In general, most patients will recover from dengue, although some may have very low blood pressure or go into shock due to severe loss of fluid and plasma. Some may also suffer from internal bleeding or organ damage. Without the appropriate interventions, a rare few may even die from dengue.

Diagnosing the illness early gives doctors the ability to start monitoring patients before they progress to critical illness. It also allows patients to pre-plan their overseas itineraries.


Today, the rapid-test apparatus can be used in a laboratory or in a clinician's office, providing the means of making an early diagnosis.

The test is simple to administer - it requires just three or four drops of blood plus a drop of buffer regent.

Results can be ready in 15 to 30 minutes.

There are four serotypes of dengue viruses circulating in Singapore. Each serotype has the potential to cause a large number of dengue cases and bring about an epidemic.

They are distinct from one another and as each type can cause illness in humans, a single person can, theoretically, experience four different episodes of dengue.

Local research has precipitated a fundamental change in how doctors manage dengue.

There is now ample evidence suggesting that the illness is likely to be more severe when you get it the second time around.

With this, doctors are now better able to identify those who stand a higher risk of becoming very ill.


Even so, the increasing spread of dengue among older people presents many challenges.

In one case, a 60-year-old man who has hypertension, ischaemic heart disease (where the heart does not get enough blood due to narrowed arteries), mild stroke and high cholesterol was diagnosed with dengue fever.
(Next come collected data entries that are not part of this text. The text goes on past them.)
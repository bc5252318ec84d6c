use std::path::PathBuf;

use crate::delivery::DeliveryError;
use crate::timelapse::TimelapseArtifact;

/// 本地归档目录
pub struct Archive {
    dir: PathBuf,
}

impl Archive {
    pub fn new(dir: impl Into<PathBuf>) -> Self {
        Self { dir: dir.into() }
    }

    /// 写入 `<dir>/<filename>`, 返回文件路径
    pub async fn store(&self, artifact: &TimelapseArtifact) -> Result<PathBuf, DeliveryError> {
        let path = self.dir.join(&artifact.filename);
        let archive_err = |source| DeliveryError::Archive {
            path: path.clone(),
            source,
        };

        tokio::fs::create_dir_all(&self.dir)
            .await
            .map_err(archive_err)?;
        tokio::fs::write(&path, &artifact.data)
            .await
            .map_err(archive_err)?;
        Ok(path)
    }
}

#[cfg(test)]
mod tests {
    use super::*;
    use crate::delivery::tests::artifact;

    #[tokio::test]
    async fn test_store_creates_directory() {
        let tmp = tempfile::tempdir().unwrap();
        let dir = tmp.path().join("nested").join("gifs");
        let archive = Archive::new(&dir);

        let artifact = artifact();
        let path = archive.store(&artifact).await.unwrap();

        assert_eq!(path, dir.join(&artifact.filename));
        assert_eq!(std::fs::read(&path).unwrap(), artifact.data);
    }

    #[tokio::test]
    async fn test_store_into_file_fails() {
        let tmp = tempfile::NamedTempFile::new().unwrap();
        let archive = Archive::new(tmp.path());

        let err = archive.store(&artifact()).await.unwrap_err();
        assert!(matches!(err, DeliveryError::Archive { .. }));
    }
}
// Copyright (c) The ascmhl Contributors
// SPDX-License-Identifier: MIT OR Apache-2.0

use serde::{Deserialize, Serialize};
use std::fmt;

/// Identifies one of the hash primitives the engine recognizes.
///
/// The core hashing capability lives in `ascmhl-core`; this enum is the
/// stable, serializable identifier that generation documents reference.
#[derive(
    Clone, Copy, Debug, Eq, PartialEq, Ord, PartialOrd, Hash, Serialize, Deserialize,
)]
#[serde(rename_all = "lowercase")]
pub enum AlgorithmId {
    /// 64-bit xxHash. The default primary algorithm.
    Xxh64,
    /// 128-bit xxHash3.
    Xxh128,
    /// MD5, kept for interoperability with legacy manifests.
    Md5,
    /// SHA-1, kept for interoperability with legacy manifests.
    Sha1,
    /// The c4 content-addressable identifier: SHA-512 plus a multihash-style
    /// prefix, base58 encoded.
    C4,
}

impl AlgorithmId {
    /// All algorithm ids the engine recognizes, in the order `--hash` accepts them.
    pub const ALL: [AlgorithmId; 5] = [
        AlgorithmId::Xxh64,
        AlgorithmId::Xxh128,
        AlgorithmId::Md5,
        AlgorithmId::Sha1,
        AlgorithmId::C4,
    ];

    /// The raw digest width in bytes, before any string encoding.
    pub fn digest_size(self) -> usize {
        match self {
            AlgorithmId::Xxh64 => 8,
            AlgorithmId::Xxh128 => 16,
            AlgorithmId::Md5 => 16,
            AlgorithmId::Sha1 => 20,
            // c4 stores a 2-byte multihash prefix plus a 64-byte sha512 digest.
            AlgorithmId::C4 => 66,
        }
    }

    /// The canonical lowercase name used in CLI flags and manifest documents.
    pub fn as_str(self) -> &'static str {
        match self {
            AlgorithmId::Xxh64 => "xxh64",
            AlgorithmId::Xxh128 => "xxh128",
            AlgorithmId::Md5 => "md5",
            AlgorithmId::Sha1 => "sha1",
            AlgorithmId::C4 => "c4",
        }
    }

    /// Encodes a digest's raw bytes in this algorithm's canonical string form:
    /// lowercase hex for every algorithm except `c4`, which uses base58.
    pub fn encode(self, bytes: &[u8]) -> String {
        match self {
            AlgorithmId::C4 => bs58::encode(bytes).into_string(),
            _ => hex::encode(bytes),
        }
    }

    /// Decodes a digest previously produced by [`Self::encode`].
    pub fn decode(self, s: &str) -> Result<Vec<u8>, AlgorithmError> {
        let bytes = match self {
            AlgorithmId::C4 => bs58::decode(s)
                .into_vec()
                .map_err(|_| AlgorithmError::MalformedDigest {
                    algorithm: self,
                    value: s.to_string(),
                })?,
            _ => hex::decode(s).map_err(|_| AlgorithmError::MalformedDigest {
                algorithm: self,
                value: s.to_string(),
            })?,
        };
        if bytes.len() != self.digest_size() {
            return Err(AlgorithmError::MalformedDigest {
                algorithm: self,
                value: s.to_string(),
            });
        }
        Ok(bytes)
    }
}

impl fmt::Display for AlgorithmId {
    fn fmt(&self, f: &mut fmt::Formatter<'_>) -> fmt::Result {
        f.write_str(self.as_str())
    }
}

impl std::str::FromStr for AlgorithmId {
    type Err = AlgorithmError;

    fn from_str(s: &str) -> Result<Self, Self::Err> {
        match s {
            "xxh64" => Ok(AlgorithmId::Xxh64),
            "xxh128" => Ok(AlgorithmId::Xxh128),
            "md5" => Ok(AlgorithmId::Md5),
            "sha1" => Ok(AlgorithmId::Sha1),
            "c4" => Ok(AlgorithmId::C4),
            other => Err(AlgorithmError::UnknownAlgorithm {
                name: other.to_string(),
            }),
        }
    }
}

/// Errors that can occur while parsing or decoding algorithm-related values.
#[derive(Clone, Debug, Eq, PartialEq, thiserror::Error)]
pub enum AlgorithmError {
    /// The requested algorithm name isn't one the engine recognizes.
    #[error(
        "unrecognized hash algorithm `{name}` (known algorithms: xxh64, xxh128, md5, sha1, c4)"
    )]
    UnknownAlgorithm {
        /// The unrecognized name, as supplied by the caller.
        name: String,
    },
    /// A digest string failed to decode, or decoded to the wrong width.
    #[error("malformed {algorithm} digest: `{value}`")]
    MalformedDigest {
        /// The algorithm the digest was supposed to belong to.
        algorithm: AlgorithmId,
        /// The offending string.
        value: String,
    },
}

/// An algorithm id paired with the digest bytes it produced.
#[derive(Clone, Debug, Eq, PartialEq, Serialize, Deserialize)]
pub struct HashValue {
    /// Which algorithm produced [`Self::bytes`].
    pub algorithm: AlgorithmId,
    /// The raw digest bytes.
    #[serde(with = "hash_bytes")]
    pub bytes: Vec<u8>,
}

impl HashValue {
    /// Creates a new hash value, encoding `bytes` per `algorithm`'s canonical form.
    pub fn new(algorithm: AlgorithmId, bytes: Vec<u8>) -> Self {
        Self { algorithm, bytes }
    }

    /// Renders the digest in its canonical string form (hex, or base58 for c4).
    pub fn encoded(&self) -> String {
        self.algorithm.encode(&self.bytes)
    }
}

/// Stores hash bytes as hex in JSON regardless of algorithm, so generation
/// documents stay human-readable and diffable. `c4`'s base58 form is a
/// display-only rendering produced by [`HashValue::encoded`].
mod hash_bytes {
    use serde::{Deserialize, Deserializer, Serialize, Serializer};

    pub fn serialize<S>(bytes: &[u8], serializer: S) -> Result<S::Ok, S::Error>
    where
        S: Serializer,
    {
        hex::encode(bytes).serialize(serializer)
    }

    pub fn deserialize<'de, D>(deserializer: D) -> Result<Vec<u8>, D::Error>
    where
        D: Deserializer<'de>,
    {
        let s = String::deserialize(deserializer)?;
        hex::decode(&s).map_err(serde::de::Error::custom)
    }
}

#[cfg(test)]
mod tests {
    use super::*;

    #[test]
    fn xxh64_round_trips_through_hex() {
        let bytes = vec![0xde, 0xad, 0xbe, 0xef, 0x01, 0x02, 0x03, 0x04];
        let encoded = AlgorithmId::Xxh64.encode(&bytes);
        assert_eq!(encoded, "deadbeef01020304");
        assert_eq!(AlgorithmId::Xxh64.decode(&encoded).unwrap(), bytes);
    }

    #[test]
    fn c4_round_trips_through_base58() {
        let bytes = vec![1u8; AlgorithmId::C4.digest_size()];
        let encoded = AlgorithmId::C4.encode(&bytes);
        assert_eq!(AlgorithmId::C4.decode(&encoded).unwrap(), bytes);
    }

    #[test]
    fn decode_rejects_wrong_width() {
        let err = AlgorithmId::Md5.decode("deadbeef").unwrap_err();
        assert!(matches!(err, AlgorithmError::MalformedDigest { .. }));
    }

    #[test]
    fn from_str_rejects_unknown_names() {
        let err: AlgorithmError = "blake3".parse::<AlgorithmId>().unwrap_err();
        assert!(matches!(err, AlgorithmError::UnknownAlgorithm { .. }));
    }

    #[test]
    fn display_matches_as_str() {
        for algo in AlgorithmId::ALL {
            assert_eq!(algo.to_string(), algo.as_str());
        }
    }
}
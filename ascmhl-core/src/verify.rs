// Copyright (c) The ascmhl Contributors
// SPDX-License-Identifier: MIT OR Apache-2.0

//! The per-file verification state machine (§4.6).

use crate::errors::HashError;
use crate::hash::hash_file;
use crate::history::HistoryIndex;
use ascmhl_metadata::{AlgorithmId, HashValue, VerificationOutcome};
use camino::Utf8Path;
use std::collections::BTreeMap;

/// The result of running the verifier on one file.
#[derive(Debug, Clone)]
pub struct VerifyResult {
    /// What happened when this file was checked against history.
    pub outcome: VerificationOutcome,
    /// Every hash observed for this file during this seal, in every
    /// algorithm history already knew plus the seal's primary algorithm.
    pub observed_hashes: BTreeMap<AlgorithmId, HashValue>,
}

/// Runs the verifier for one file: `Unknown -> Hashing -> outcome` (§4.6).
///
/// `history` must already contain every prior hash recorded for
/// `relative_path`, if any. `absolute_path` is hashed in whatever algorithms
/// history knows about for this path, plus `primary_algorithm`, in one pass.
pub fn verify_file(
    history: &HistoryIndex,
    relative_path: &Utf8Path,
    absolute_path: &Utf8Path,
    primary_algorithm: AlgorithmId,
) -> Result<VerifyResult, HashError> {
    let prior = history.known_hashes(relative_path);

    if prior.is_empty() {
        let observed = hash_file(absolute_path, [primary_algorithm])?;
        return Ok(VerifyResult {
            outcome: VerificationOutcome::NewFile,
            observed_hashes: observed,
        });
    }

    let mut algorithms: Vec<AlgorithmId> = prior.keys().copied().collect();
    if !prior.contains_key(&primary_algorithm) {
        algorithms.push(primary_algorithm);
    }
    let observed = hash_file(absolute_path, algorithms)?;

    // Tie-break (§4.6): recompute and verify every algorithm history knows
    // in the same pass; a mismatch in any one of them is a mismatch.
    let mismatch = prior.iter().find_map(|(algo, previous)| {
        observed
            .get(algo)
            .filter(|observed_hash| *observed_hash != previous)
            .map(|observed_hash| (previous.clone(), observed_hash.clone()))
    });

    let outcome = match mismatch {
        Some((previous, observed_hash)) => VerificationOutcome::HashMismatch {
            previous,
            observed: observed_hash,
        },
        None if !prior.contains_key(&primary_algorithm) => VerificationOutcome::VerifiedAndExtended,
        None => VerificationOutcome::Verified,
    };

    Ok(VerifyResult {
        outcome,
        observed_hashes: observed,
    })
}

#[cfg(test)]
mod tests {
    use super::*;
    use ascmhl_metadata::{FileRecord, GenerationDocument};
    use camino::Utf8PathBuf;
    use camino_tempfile::tempdir;
    use chrono::Utc;

    fn history_with(path: &str, algo: AlgorithmId, bytes: &[u8]) -> HistoryIndex {
        let hash = HashValue::new(algo, bytes.to_vec());
        let doc = GenerationDocument {
            generation_number: 1,
            previous_generation: None,
            created_at: Utc::now(),
            creator_host: "host".to_string(),
            creator_user: "user".to_string(),
            root_name: "R".to_string(),
            files: vec![FileRecord {
                path: Utf8PathBuf::from(path),
                size: 8,
                last_modified: None,
                hashes: vec![hash],
                outcome: VerificationOutcome::NewFile,
            }],
            directories: Vec::new(),
            missing: Vec::new(),
            child_histories: Vec::new(),
        };
        HistoryIndex::build(&[doc])
    }

    #[test]
    fn unseen_file_is_new() {
        let dir = tempdir().unwrap();
        let path = dir.path().join("a.mov");
        std::fs::write(&path, b"AAAAAAAA").unwrap();

        let history = HistoryIndex::default();
        let result = verify_file(&history, Utf8Path::new("a.mov"), &path, AlgorithmId::Xxh64).unwrap();
        assert!(matches!(result.outcome, VerificationOutcome::NewFile));
    }

    #[test]
    fn unchanged_file_verifies() {
        let dir = tempdir().unwrap();
        let path = dir.path().join("a.mov");
        std::fs::write(&path, b"AAAAAAAA").unwrap();

        let observed = hash_file(Utf8Path::from_path(&path).unwrap(), [AlgorithmId::Xxh64]).unwrap();
        let recorded = observed[&AlgorithmId::Xxh64].clone();
        let history = history_with("a.mov", AlgorithmId::Xxh64, &recorded.bytes);

        let result = verify_file(&history, Utf8Path::new("a.mov"), &path, AlgorithmId::Xxh64).unwrap();
        assert!(matches!(result.outcome, VerificationOutcome::Verified));
    }

    #[test]
    fn extending_with_a_new_algorithm_reports_verified_and_extended() {
        let dir = tempdir().unwrap();
        let path = dir.path().join("a.mov");
        std::fs::write(&path, b"AAAAAAAA").unwrap();

        let observed = hash_file(Utf8Path::from_path(&path).unwrap(), [AlgorithmId::Xxh64]).unwrap();
        let recorded = observed[&AlgorithmId::Xxh64].clone();
        let history = history_with("a.mov", AlgorithmId::Xxh64, &recorded.bytes);

        let result = verify_file(&history, Utf8Path::new("a.mov"), &path, AlgorithmId::Md5).unwrap();
        assert!(matches!(result.outcome, VerificationOutcome::VerifiedAndExtended));
        assert!(result.observed_hashes.contains_key(&AlgorithmId::Xxh64));
        assert!(result.observed_hashes.contains_key(&AlgorithmId::Md5));
    }

    #[test]
    fn altered_bytes_report_a_mismatch() {
        let dir = tempdir().unwrap();
        let path = dir.path().join("a.mov");
        std::fs::write(&path, b"AAAAAAAA").unwrap();

        let history = history_with("a.mov", AlgorithmId::Xxh64, &[0xFFu8; 8]);

        let result = verify_file(&history, Utf8Path::new("a.mov"), &path, AlgorithmId::Xxh64).unwrap();
        assert!(matches!(result.outcome, VerificationOutcome::HashMismatch { .. }));
    }
}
His doctors, who anticipated that he would be at risk of bleeding and unstable blood pressure, grappled with the difficult issue of whether to stop his aspirin and anti-hypertensive medication.

Aspirin or anti-platelet agents help to thin the blood to prevent blockage of blood vessels. However, dengue may cause a drop in platelet count, so people on this medication face a higher risk of bleeding.

Many older people also have diabetes and renal diseases.

These conditions require them to restrict their fluid intake. This makes dengue care challenging as adequate hydration is important.

The dynamic changes of heart rate and blood pressure which affect those with dengue add another level of complexity to their treatment.

More studies are needed to explore the best management approach for this group of older people.

Not only do they require close observation, in general, they should also be hospitalised early due to the complexity of dealing with their pre-existing medical conditions. They also tend to end up with more severe dengue illness.

The good news is, through years of research and collaboration, there has been a noticeable increase in confidence among primary-care doctors in managing dengue.

Today, proportionately fewer cases are being referred to specialist care.

During the last dengue epidemic which took place between 2004 and 2005, about 70 per cent to 80 per cent of patients were admitted into hospital. This year, the rate is below 20 per cent.

Another encouraging piece of news is the corresponding drop in the number of deaths.

Infectious diseases do not respect geographical boundaries and, similarly, boundaries within the health-care system.

It requires the efforts of all levels of health-care providers to provide the best care to patients.

Prof Leo is the director of the Institute of Infectious Diseases and Epidemiology and is also the clinical director at the Communicable Disease Centre. She is a senior consultant at the department of infectious diseases at Tan Tock Seng Hospital, the flagship of the National Healthcare Group, the Regional Health System for Central Singapore.